At the collegiate level:

  • Division III school’s Bowdoin, Williams, Amherst, MIT, Sarah Lawrence, UMass-Boston, Wellesley, and Williams have all canceled fall seasons.
  • Division III school The College of New Jersey announced that it will not compete in “high-risk sports” such as football, soccer, field hockey, basketball and wrestling.
  • Division II school Morehouse College (HBCU) and the California Collegiate Athletic Conference (which consists of 13 Division II institutions) also canceled fall sports.
  • The Patriot League (Division I) announced they would have a modified season, one that was significantly condensed and with various travel restrictions.
  • The Ivy League announced today that they will not have fall sports and will evaluate the feasibility of playing in the spring.
  • Power 5 conference leaders announced that they won’t be ready to make a decision until the end of July. West Virginia’s Athletic Director noted that "college sports and sports in general [...aren’t] trending the way we were hoping it would."

At the High School/Youth sports level:

  • The CEO of Little League Baseball reported that 40 states have been offering some semblance of a season throughout the summer and will continue to do so into the fall. Baseball is considered a low-risk sport, making it conducive to COVID protocols.
  • The National Federation of State High School Association (NFHS) categorized sports into varying risk levels and plans to have a phased return of high school athletics. (For each state’s respective plan, see Maxpreps article here).

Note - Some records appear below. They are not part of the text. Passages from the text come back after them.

//! Shake-around device lookups.

// crates.io
use serde_json::{Value, json};
// self
use crate::{
	_prelude::*,
	api::WorkClient,
	http::ApiHttpClient,
	transport::{ApiRequest, TransportErrorMapper},
};

/// `POST shakearound/getshakeinfo`.
pub fn get_shake_info(ticket: &str) -> ApiRequest {
	ApiRequest::post("shakearound/getshakeinfo", json!({ "ticket": ticket }))
}

impl<C, M> WorkClient<C, M>
where
	C: ?Sized + ApiHttpClient,
	M: ?Sized + TransportErrorMapper<C::TransportError>,
{
	/// Resolves the device and member behind a shake ticket.
	pub async fn get_shake_info(&self, ticket: &str) -> Result<Value> {
		self.call(get_shake_info(ticket)).await
	}
}
use std::{
    env, io,
    path::{Path, PathBuf},
    sync::Arc,
};

use futures_util::StreamExt;
use reqwest::multipart::{Form, Part};
use reqwest::{Body, Client};
use serde::Deserialize;
use thiserror::Error;
use tokio::io::AsyncWriteExt;
use tokio::sync::Semaphore;
use tokio::sync::mpsc::UnboundedSender;
use tokio_util::io::ReaderStream;
use url::Url;

#[derive(Debug, Error)]
pub enum TransferError {
    #[error("request failed: {0}")]
    Request(#[from] reqwest::Error),
    #[error("I/O error: {0}")]
    Io(#[from] io::Error),
    #[error("invalid url: {0}")]
    Url(#[from] url::ParseError),
    #[error("unexpected upload response: {0}")]
    Json(#[from] serde_json::Error),
    #[error("upload rejected by server: {message}")]
    Rejected { message: String },
    #[error("concurrency limiter is closed")]
    ConcurrencyClosed,
}

/// A single progress notification for a transfer in flight.
#[derive(Debug, Clone, Copy, PartialEq, Eq)]
pub struct TransferProgress {
    pub transferred: u64,
    pub total: Option<u64>,
}

/// Multipart shape of an upload. A missing `file_key` falls back to the
/// server's default part name.
#[derive(Debug, Clone, Default)]
pub struct UploadFields {
    pub file_key: Option<String>,
    pub file_name: String,
    pub mime_type: Option<String>,
}

/// One stored file as reported back by the upload endpoint.
#[derive(Debug, Clone, Deserialize, PartialEq)]
pub struct UploadedFile {
    #[serde(default)]
    pub filename: Option<String>,
    #[serde(default)]
    pub itemid: Option<i64>,
    #[serde(default)]
    pub url: Option<String>,
}

#[derive(Debug, Deserialize)]
struct UploadFault {
    error: String,
}

#[derive(Clone)]
pub struct TransferClient {
    http: Client,
    download_limit: Arc<Semaphore>,
    upload_limit: Arc<Semaphore>,
}

#[derive(Debug, Clone, Copy)]
pub struct TransferConfig {
    pub download_concurrency: usize,
    pub upload_concurrency: usize,
}

impl Default for TransferConfig {
    fn default() -> Self {
        Self {
            download_concurrency: read_limit("CAMPUS_DOWNLOAD_CONCURRENCY", 4),
            upload_concurrency: read_limit("CAMPUS_UPLOAD_CONCURRENCY", 2),
        }
    }
}

impl TransferClient {
    pub fn new() -> Self {
        Self::with_config(TransferConfig::default())
    }

    pub fn with_config(config: TransferConfig) -> Self {
        Self {
            http: Client::new(),
            download_limit: Arc::new(Semaphore::new(config.download_concurrency.max(1))),
            upload_limit: Arc::new(Semaphore::new(config.upload_concurrency.max(1))),
        }
    }

    /// Stream `href` into `target`. The bytes land in a `.partial` sibling
    /// first and are renamed into place only once the stream is complete,
    /// so a failed transfer never leaves a readable file at `target`.
    pub async fn download_to_path(&self, href: &str, target: &Path) -> Result<(), TransferError> {
        let _permit = self
            .download_limit
            .clone()
            .acquire_owned()
            .await
            .map_err(|_| TransferError::ConcurrencyClosed)?;
        let url = Url::parse(href)?;
        tracing::debug!(url = %url, target = %target.display(), "starting download");
        let response = self.http.get(url).send().await?.error_for_status()?;

        let partial = partial_path(target);
        let result = write_stream(response, &partial, target).await;
        if result.is_err() {
            let _ = tokio::fs::remove_file(&partial).await;
        }
        result
    }

    /// Post `source` as a multipart body to `href`, emitting one progress
    /// notification per chunk read. Every notification is sent before this
    /// method returns.
    pub async fn upload_from_path(
        &self,
        href: &str,
        source: &Path,
        fields: &UploadFields,
        progress: Option<UnboundedSender<TransferProgress>>,
    ) -> Result<Vec<UploadedFile>, TransferError> {
        let _permit = self
            .upload_limit
            .clone()
            .acquire_owned()
            .await
            .map_err(|_| TransferError::ConcurrencyClosed)?;
        let url = Url::parse(href)?;
        tracing::debug!(source = %source.display(), "starting upload");
        let total = tokio::fs::metadata(source).await?.len();
        let file = tokio::fs::File::open(source).await?;

        let mut transferred = 0u64;
        let stream = ReaderStream::new(file).map(move |chunk| {
            if let Ok(bytes) = &chunk {
                transferred += bytes.len() as u64;
                if let Some(progress) = &progress {
                    let _ = progress.send(TransferProgress {
                        transferred,
                        total: Some(total),
                    });
                }
            }
            chunk
        });

        let part = Part::stream_with_length(Body::wrap_stream(stream), total)
            .file_name(fields.file_name.clone());
        let part = match &fields.mime_type {
            Some(mime) => part.mime_str(mime)?,
            None => part,
        };
        let part_name = fields.file_key.clone().unwrap_or_else(|| "file".to_string());
        let form = Form::new().part(part_name, part);

        let response = self
            .http
            .post(url)
            .multipart(form)
            .send()
            .await?
            .error_for_status()?;

        // The endpoint reports faults as a 200 with an error object.
        let body: serde_json::Value = response.json().await?;
        if body.is_object() && body.get("error").is_some() {
            let fault: UploadFault = serde_json::from_value(body)?;
            return Err(TransferError::Rejected {
                message: fault.error,
            });
        }
        Ok(serde_json::from_value(body)?)
    }
}

impl Default for TransferClient {
    fn default() -> Self {
        Self::new()
    }
}

async fn write_stream(
    response: reqwest::Response,
    partial: &Path,
    target: &Path,
) -> Result<(), TransferError> {
    let mut file = tokio::fs::File::create(partial).await?;
    let mut stream = response.bytes_stream();
    while let Some(chunk) = stream.next().await {
        file.write_all(&chunk?).await?;
    }
    file.flush().await?;
    file.sync_all().await?;
    tokio::fs::rename(partial, target).await?;
    Ok(())
}

fn partial_path(target: &Path) -> PathBuf {
    target.with_extension(format!(
        "{}partial",
        target
            .extension()
            .map(|ext| format!("{}.", ext.to_string_lossy()))
            .unwrap_or_default()
    ))
}

fn read_limit(name: &str, default: usize) -> usize {
    env::var(name)
        .ok()
        .and_then(|v| v.parse::<usize>().ok())
        .filter(|v| *v > 0)
        .unwrap_or(default)
}

#[cfg(test)]
mod tests {
    use super::*;
    use tempfile::tempdir;
    use tokio::sync::mpsc;
    use wiremock::matchers::{method, path};
    use wiremock::{Mock, MockServer, ResponseTemplate};

    #[tokio::test]
    async fn downloads_file_to_target_path() {
        let server = MockServer::start().await;
        Mock::given(method("GET"))
            .and(path("/file"))
            .respond_with(ResponseTemplate::new(200).set_body_bytes(b"hello"))
            .mount(&server)
            .await;

        let dir = tempdir().unwrap();
        let target = dir.path().join("out.txt");
        let client = TransferClient::new();

        client
            .download_to_path(&format!("{}/file", server.uri()), &target)
            .await
            .unwrap();

        assert_eq!(std::fs::read(target).unwrap(), b"hello");
    }

    #[tokio::test]
    async fn failed_download_leaves_no_file_behind() {
        let server = MockServer::start().await;
        Mock::given(method("GET"))
            .and(path("/file"))
            .respond_with(ResponseTemplate::new(404))
            .mount(&server)
            .await;

        let dir = tempdir().unwrap();
        let target = dir.path().join("out.txt");
        let client = TransferClient::new();

        let err = client
            .download_to_path(&format!("{}/file", server.uri()), &target)
            .await
            .expect_err("expected download failure");

        assert!(matches!(err, TransferError::Request(_)));
        assert!(!target.exists());
        assert!(!partial_path(&target).exists());
    }

    #[tokio::test]
    async fn upload_sends_multipart_and_reports_progress() {
        let server = MockServer::start().await;
        Mock::given(method("POST"))
            .and(path("/webservice/upload.php"))
            .respond_with(ResponseTemplate::new(200).set_body_json(serde_json::json!([
                { "filename": "in.bin", "itemid": 12, "url": "https://site.example/draft/in.bin" }
            ])))
            .mount(&server)
            .await;

        let dir = tempdir().unwrap();
        let source = dir.path().join("in.bin");
        std::fs::write(&source, b"payload").unwrap();

        let (tx, mut rx) = mpsc::unbounded_channel();
        let client = TransferClient::new();
        let fields = UploadFields {
            file_key: None,
            file_name: "in.bin".to_string(),
            mime_type: None,
        };
        let uploaded = client
            .upload_from_path(
                &format!("{}/webservice/upload.php", server.uri()),
                &source,
                &fields,
                Some(tx),
            )
            .await
            .unwrap();

        assert_eq!(uploaded.len(), 1);
        assert_eq!(uploaded[0].itemid, Some(12));

        // All notifications were sent before the call returned.
        let mut events = Vec::new();
        while let Ok(event) = rx.try_recv() {
            events.push(event);
        }
        assert!(!events.is_empty());
        let last = events.last().unwrap();
        assert_eq!(last.transferred, 7);
        assert_eq!(last.total, Some(7));
    }

    #[tokio::test]
    async fn upload_fault_body_is_rejected() {
        let server = MockServer::start().await;
        Mock::given(method("POST"))
            .and(path("/webservice/upload.php"))
            .respond_with(ResponseTemplate::new(200).set_body_json(serde_json::json!({
                "error": "File too large",
                "errorcode": "maxbytes"
            })))
            .mount(&server)
            .await;

        let dir = tempdir().unwrap();
        let source = dir.path().join("big.bin");
        std::fs::write(&source, b"oversized").unwrap();

        let client = TransferClient::new();
        let fields = UploadFields {
            file_key: Some("file".to_string()),
            file_name: "big.bin".to_string(),
            mime_type: None,
        };
        let err = client
            .upload_from_path(
                &format!("{}/webservice/upload.php", server.uri()),
                &source,
                &fields,
                None,
            )
            .await
            .expect_err("expected rejection");

        assert!(matches!(err, TransferError::Rejected { .. }));
    }
}
use serde::{Deserialize, Serialize};

use crate::hash::content_hash;

/// The minimal parameter set addressing a file or directory on the remote
/// site. Field order is fixed by the struct declaration, so the canonical
/// serialization of two equal locations is byte-identical.
#[derive(Debug, Clone, Default, PartialEq, Eq, Serialize, Deserialize)]
pub struct FileLocation {
    #[serde(default)]
    pub contextid: i64,
    #[serde(default)]
    pub component: String,
    #[serde(default)]
    pub filearea: String,
    #[serde(default)]
    pub itemid: i64,
    #[serde(default)]
    pub filepath: String,
    #[serde(default)]
    pub filename: String,
}

impl FileLocation {
    /// Canonical serialized form, the input to [`FileLocation::link_id`].
    pub fn canonical_json(&self) -> String {
        serde_json::to_string(self).expect("location serializes to json")
    }

    /// Stable local identifier for this location.
    pub fn link_id(&self) -> String {
        content_hash(self.canonical_json().as_bytes())
    }

    pub fn parse(serialized: &str) -> Option<Self> {
        serde_json::from_str(serialized).ok()
    }
}

#[cfg(test)]
mod tests {
    use super::*;

    fn sample() -> FileLocation {
        FileLocation {
            contextid: 3,
            component: "mod_x".to_string(),
            filearea: "content".to_string(),
            itemid: 7,
            filepath: "/a/".to_string(),
            filename: "report.pdf".to_string(),
        }
    }

    #[test]
    fn equal_locations_share_a_link_id() {
        assert_eq!(sample().link_id(), sample().link_id());
    }

    #[test]
    fn link_id_changes_with_any_field() {
        let base = sample();
        let mut other = sample();
        other.itemid = 8;
        assert_ne!(base.link_id(), other.link_id());

        let mut other = sample();
        other.filename = "report2.pdf".to_string();
        assert_ne!(base.link_id(), other.link_id());
    }

    #[test]
    fn canonical_json_round_trips_through_parse() {
        let location = sample();
        let parsed = FileLocation::parse(&location.canonical_json()).unwrap();
        assert_eq!(parsed, location);
        assert_eq!(parsed.link_id(), location.link_id());
    }

    #[test]
    fn parse_tolerates_missing_fields() {
        let parsed = FileLocation::parse(r#"{"contextid":5,"filepath":"/a"}"#).unwrap();
        assert_eq!(parsed.contextid, 5);
        assert_eq!(parsed.component, "");
        assert_eq!(parsed.itemid, 0);
    }

    #[test]
    fn parse_rejects_garbage() {
        assert!(FileLocation::parse("not json").is_none());
    }
}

How do athletes prepare for what’s to come?

As more schools begin to announce their plans for the upcoming season, it’s apparent that fall athletes’ future remains uncertain. How do they train for a season that’s start date and duration are unknown? With the fate of their season up in the air, athletes are faced with unprecedented challenges.

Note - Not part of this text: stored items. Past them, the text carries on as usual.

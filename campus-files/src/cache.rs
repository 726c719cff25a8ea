use std::collections::HashMap;
use std::sync::Arc;

use campus_core::{ListingParams, RawEntry};
use tokio::sync::Mutex;

pub const LIST_KEY_PREFIX: &str = "files:list:";

/// Cache key for a listing request. The key is deliberately coarser than
/// the request: `itemid` (and the optional context fields) are excluded,
/// so listings differing only in those share one entry. Downstream
/// invalidation assumes exactly this key shape.
pub fn listing_cache_key(params: &ListingParams) -> String {
    format!(
        "{LIST_KEY_PREFIX}{}:{}:{}",
        listing_root(params),
        params.contextid,
        params.filepath
    )
}

pub fn listing_root(params: &ListingParams) -> &'static str {
    if params.component.is_empty() { "site" } else { "my" }
}

pub fn my_files_key_prefix() -> String {
    format!("{LIST_KEY_PREFIX}my")
}

pub fn site_files_key_prefix() -> String {
    format!("{LIST_KEY_PREFIX}site")
}

/// In-memory key/value store for raw listing responses. Writes replace the
/// key's value wholesale, so concurrent fillers resolve last-writer-wins;
/// a listing already in flight when a key is invalidated may still store
/// its result, which the next invalidation or refresh replaces.
#[derive(Debug, Clone, Default)]
pub struct ListingStore {
    inner: Arc<Mutex<HashMap<String, Vec<RawEntry>>>>,
}

impl ListingStore {
    pub async fn get(&self, key: &str) -> Option<Vec<RawEntry>> {
        self.inner.lock().await.get(key).cloned()
    }

    pub async fn put(&self, key: &str, value: Vec<RawEntry>) {
        self.inner.lock().await.insert(key.to_string(), value);
    }

    pub async fn remove(&self, key: &str) {
        self.inner.lock().await.remove(key);
    }

    pub async fn remove_prefix(&self, prefix: &str) {
        self.inner
            .lock()
            .await
            .retain(|key, _| !key.starts_with(prefix));
    }
}

#[cfg(test)]
mod tests {
    use super::*;

    fn params(component: &str, contextid: i64, filepath: &str) -> ListingParams {
        ListingParams {
            contextid,
            component: component.to_string(),
            filepath: filepath.to_string(),
            ..ListingParams::default()
        }
    }

    #[test]
    fn key_ignores_itemid() {
        let a = params("", 5, "/a");
        let mut b = params("", 5, "/a");
        b.itemid = 999;
        assert_eq!(listing_cache_key(&a), listing_cache_key(&b));
    }

    #[test]
    fn root_follows_component_presence() {
        assert_eq!(listing_cache_key(&params("", 5, "/a")), "files:list:site:5:/a");
        assert_eq!(listing_cache_key(&params("user", -1, "/")), "files:list:my:-1:/");
    }

    #[tokio::test]
    async fn remove_prefix_clears_only_matching_keys() {
        let store = ListingStore::default();
        store.put("files:list:my:-1:/", Vec::new()).await;
        store.put("files:list:my:-1:/docs/", Vec::new()).await;
        store.put("files:list:site:0:/", Vec::new()).await;

        store.remove_prefix(&my_files_key_prefix()).await;

        assert!(store.get("files:list:my:-1:/").await.is_none());
        assert!(store.get("files:list:my:-1:/docs/").await.is_none());
        assert!(store.get("files:list:site:0:/").await.is_some());
    }

    #[tokio::test]
    async fn put_replaces_existing_value() {
        let store = ListingStore::default();
        let entry = RawEntry {
            filename: Some("a.txt".to_string()),
            isdir: Some(false),
            ..RawEntry::default()
        };
        store.put("k", Vec::new()).await;
        store.put("k", vec![entry]).await;
        assert_eq!(store.get("k").await.unwrap().len(), 1);
    }
}
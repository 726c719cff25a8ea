use std::path::PathBuf;

use thiserror::Error;

#[derive(Debug, Error)]
pub enum PathError {
    #[error("site id is empty")]
    EmptySiteId,
    #[error("group id is empty")]
    EmptyGroupId,
}

/// Local landing spot for one downloaded entry, relative to the storage
/// root: all content sharing a group id lands in one directory.
#[derive(Debug, Clone, PartialEq, Eq)]
pub struct DownloadPath {
    pub directory: PathBuf,
    pub file_path: PathBuf,
}

pub fn resolve_download_path(
    site_id: &str,
    group_id: &str,
    file_name: &str,
) -> Result<DownloadPath, PathError> {
    if site_id.is_empty() {
        return Err(PathError::EmptySiteId);
    }
    if group_id.is_empty() {
        return Err(PathError::EmptyGroupId);
    }
    let directory = PathBuf::from(site_id).join("files").join(group_id);
    let file_path = directory.join(normalize_file_name(file_name));
    Ok(DownloadPath {
        directory,
        file_path,
    })
}

/// Strip characters that are illegal on common filesystems. Idempotent:
/// the output never contains a character the filter would remove.
pub fn normalize_file_name(name: &str) -> String {
    name.chars()
        .filter(|c| !matches!(c, '/' | '\\' | ':' | '*' | '?' | '"' | '<' | '>' | '|') && !c.is_control())
        .collect()
}
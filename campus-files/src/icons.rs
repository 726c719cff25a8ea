pub const FOLDER_ICON: &str = "folder-symbolic";
pub const GENERIC_FILE_ICON: &str = "text-x-generic-symbolic";

/// Pick a display icon from the file-name extension.
pub fn icon_for_file(file_name: &str) -> &'static str {
    let extension = file_name
        .rsplit_once('.')
        .map(|(_, ext)| ext.to_ascii_lowercase())
        .unwrap_or_default();
    match extension.as_str() {
        "pdf" => "application-pdf-symbolic",
        "doc" | "docx" | "odt" | "rtf" => "x-office-document-symbolic",
        "xls" | "xlsx" | "ods" | "csv" => "x-office-spreadsheet-symbolic",
        "ppt" | "pptx" | "odp" => "x-office-presentation-symbolic",
        "png" | "jpg" | "jpeg" | "gif" | "svg" | "webp" => "image-x-generic-symbolic",
        "mp3" | "ogg" | "wav" | "flac" | "m4a" => "audio-x-generic-symbolic",
        "mp4" | "mkv" | "webm" | "avi" | "mov" => "video-x-generic-symbolic",
        "zip" | "tar" | "gz" | "rar" | "7z" => "package-x-generic-symbolic",
        "html" | "htm" => "text-html-symbolic",
        _ => GENERIC_FILE_ICON,
    }
}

Athletes need to be mentally prepared for:

  • An unconventional schedule (It’s likely that it will be shortened, constantly modified, and have various travel restrictions).
  • Evolving rules and mandates.
  • The possibility of the season being suspended (or canceled) at any moment.

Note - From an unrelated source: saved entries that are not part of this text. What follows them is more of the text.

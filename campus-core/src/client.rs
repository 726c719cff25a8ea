use reqwest::{Client, StatusCode};
use serde::Deserialize;
use thiserror::Error;
use url::Url;

const REST_SERVER_PATH: &str = "/webservice/rest/server.php";
const UPLOAD_PATH: &str = "/webservice/upload.php";
const GET_FILES_FUNCTION: &str = "core_files_get_files";

#[derive(Debug, Error)]
pub enum WsError {
    #[error("request failed: {0}")]
    Request(#[from] reqwest::Error),
    #[error("invalid url: {0}")]
    Url(#[from] url::ParseError),
    #[error("service returned {status}: {body}")]
    Http { status: StatusCode, body: String },
    #[error("web service fault {errorcode}: {message}")]
    Ws { errorcode: String, message: String },
    #[error("unexpected response body: {0}")]
    Json(#[from] serde_json::Error),
    #[error("listing response is missing the files collection")]
    MissingFiles,
}

/// Parameters of the remote file-listing call. The six location fields
/// address a directory; `contextlevel`/`instanceid` are only set for the
/// private-files root, which is addressed by user rather than by context.
#[derive(Debug, Clone, Default, PartialEq, Eq)]
pub struct ListingParams {
    pub contextid: i64,
    pub component: String,
    pub filearea: String,
    pub itemid: i64,
    pub filepath: String,
    pub filename: String,
    pub contextlevel: Option<String>,
    pub instanceid: Option<i64>,
}

impl ListingParams {
    fn to_form(&self) -> Vec<(&'static str, String)> {
        let mut form = vec![
            ("contextid", self.contextid.to_string()),
            ("component", self.component.clone()),
            ("filearea", self.filearea.clone()),
            ("itemid", self.itemid.to_string()),
            ("filepath", self.filepath.clone()),
            ("filename", self.filename.clone()),
        ];
        if let Some(contextlevel) = &self.contextlevel {
            form.push(("contextlevel", contextlevel.clone()));
        }
        if let Some(instanceid) = self.instanceid {
            form.push(("instanceid", instanceid.to_string()));
        }
        form
    }
}

/// One entry of a raw listing response. Every field is optional on the
/// wire; the listing layer decides which absences are tolerable.
#[derive(Debug, Clone, Default, Deserialize, PartialEq)]
pub struct RawEntry {
    #[serde(default)]
    pub contextid: Option<i64>,
    #[serde(default)]
    pub component: Option<String>,
    #[serde(default)]
    pub filearea: Option<String>,
    #[serde(default)]
    pub itemid: Option<i64>,
    #[serde(default)]
    pub filepath: Option<String>,
    #[serde(default)]
    pub filename: Option<String>,
    #[serde(default)]
    pub isdir: Option<bool>,
    #[serde(default)]
    pub url: Option<String>,
    #[serde(default)]
    pub filesize: Option<i64>,
    #[serde(default)]
    pub timemodified: Option<i64>,
    #[serde(default)]
    pub timecreated: Option<i64>,
    #[serde(default)]
    pub author: Option<String>,
    #[serde(default)]
    pub license: Option<String>,
}

#[derive(Debug, Deserialize)]
struct ListingResponse {
    files: Option<Vec<RawEntry>>,
}

#[derive(Debug, Deserialize)]
struct WsFault {
    errorcode: String,
    message: String,
}

#[derive(Clone)]
pub struct WsClient {
    http: Client,
    base_url: Url,
    token: String,
}

impl WsClient {
    pub fn new(base_url: &str, token: impl Into<String>) -> Result<Self, WsError> {
        Ok(Self {
            http: Client::new(),
            base_url: Url::parse(base_url)?,
            token: token.into(),
        })
    }

    pub async fn get_files(&self, params: &ListingParams) -> Result<Vec<RawEntry>, WsError> {
        let response: ListingResponse = self.call(GET_FILES_FUNCTION, params.to_form()).await?;
        response.files.ok_or(WsError::MissingFiles)
    }

    /// Endpoint the raw transfer client posts uploads to. The token rides
    /// in the query string because the upload endpoint is not a REST
    /// function.
    pub fn upload_url(&self) -> Result<Url, WsError> {
        let mut url = self.base_url.join(UPLOAD_PATH)?;
        url.query_pairs_mut().append_pair("token", &self.token);
        Ok(url)
    }

    /// Rewrite a served-file url so it is fetchable with the web-service
    /// token instead of a browser session: `/pluginfile.php/...` becomes
    /// `/webservice/pluginfile.php/...?token=...`. Urls that do not point
    /// at the plugin-file handler pass through untouched.
    pub fn fix_pluginfile_url(&self, raw: &str) -> Result<Url, url::ParseError> {
        let mut url = Url::parse(raw)?;
        let path = url.path();
        if path.contains("/pluginfile.php") && !path.contains("/webservice/pluginfile.php") {
            let rewritten = path.replacen("/pluginfile.php", "/webservice/pluginfile.php", 1);
            url.set_path(&rewritten);
            url.query_pairs_mut().append_pair("token", &self.token);
        }
        Ok(url)
    }

    async fn call<T: serde::de::DeserializeOwned>(
        &self,
        function: &str,
        mut form: Vec<(&'static str, String)>,
    ) -> Result<T, WsError> {
        form.push(("wstoken", self.token.clone()));
        form.push(("wsfunction", function.to_string()));
        form.push(("moodlewsrestformat", "json".to_string()));

        let url = self.base_url.join(REST_SERVER_PATH)?;
        let response = self.http.post(url).form(&form).send().await?;
        if !response.status().is_success() {
            let status = response.status();
            let body = response.text().await.unwrap_or_default();
            return Err(WsError::Http { status, body });
        }

        // Faults come back with a 200 status and an exception body.
        let body: serde_json::Value = response.json().await?;
        if body.get("exception").is_some() {
            let fault: WsFault = serde_json::from_value(body)?;
            return Err(WsError::Ws {
                errorcode: fault.errorcode,
                message: fault.message,
            });
        }
        Ok(serde_json::from_value(body)?)
    }
}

Athletes need to be physically prepared for:

  • A fluid start date: whether fall sports return in August or months from now, it’s important that athletes ready to go at any time.
  • Staying healthy (continue with injury prevention exercises/ taking COVID precautions).
  • Maintaining endurance.

What’s the solution?

Going forward with fall sports - even with an unconventional approach - will likely end in the season being disrupted. This already happened to the universities who elected to resume summer workouts. LSU, Clemson, UCLA, and Kansas State were among the athletic programs that held voluntary workouts. Within weeks, dozens of athletes tested positive for the virus, and practices were suspended. While it would be ideal to begin fall sports as soon as possible, it seems that they would be inevitably interrupted, and even more likely, canceled altogether. So if not an unconventional approach to a fall season … what’s the solution? It seems that the best way to maintain the integrity of fall sports is to postpone athletics until the Spring season. While this would present its own set of challenges, schools would have ample time to devise a plan.

Pros of moving fall sports to the spring:

  • Higher likelihood of having a full, uncompromised season.
  • More time to schedule, prepare financially, and develop COVID protocols.
  • Most importantly, it will put athletes at a lower risk (optimistically, a vaccine or treatment option will be more accessible by then).

Time is Running Out

Could schools go forward with fall sports? While they would technically be able to do so, school administrators are not equipped to handle the logistical challenges that would come with that decision. Not only are schools dealing with the normal school year preparation but the financial ramifications and looming costs of playing sports this fall are daunting for most school systems. Elementary schools, high schools, and universities will be transformed in the upcoming months to accommodate new safety mandates. Time is running out, and it’s time schools turn their attention to playing sports in the the spring.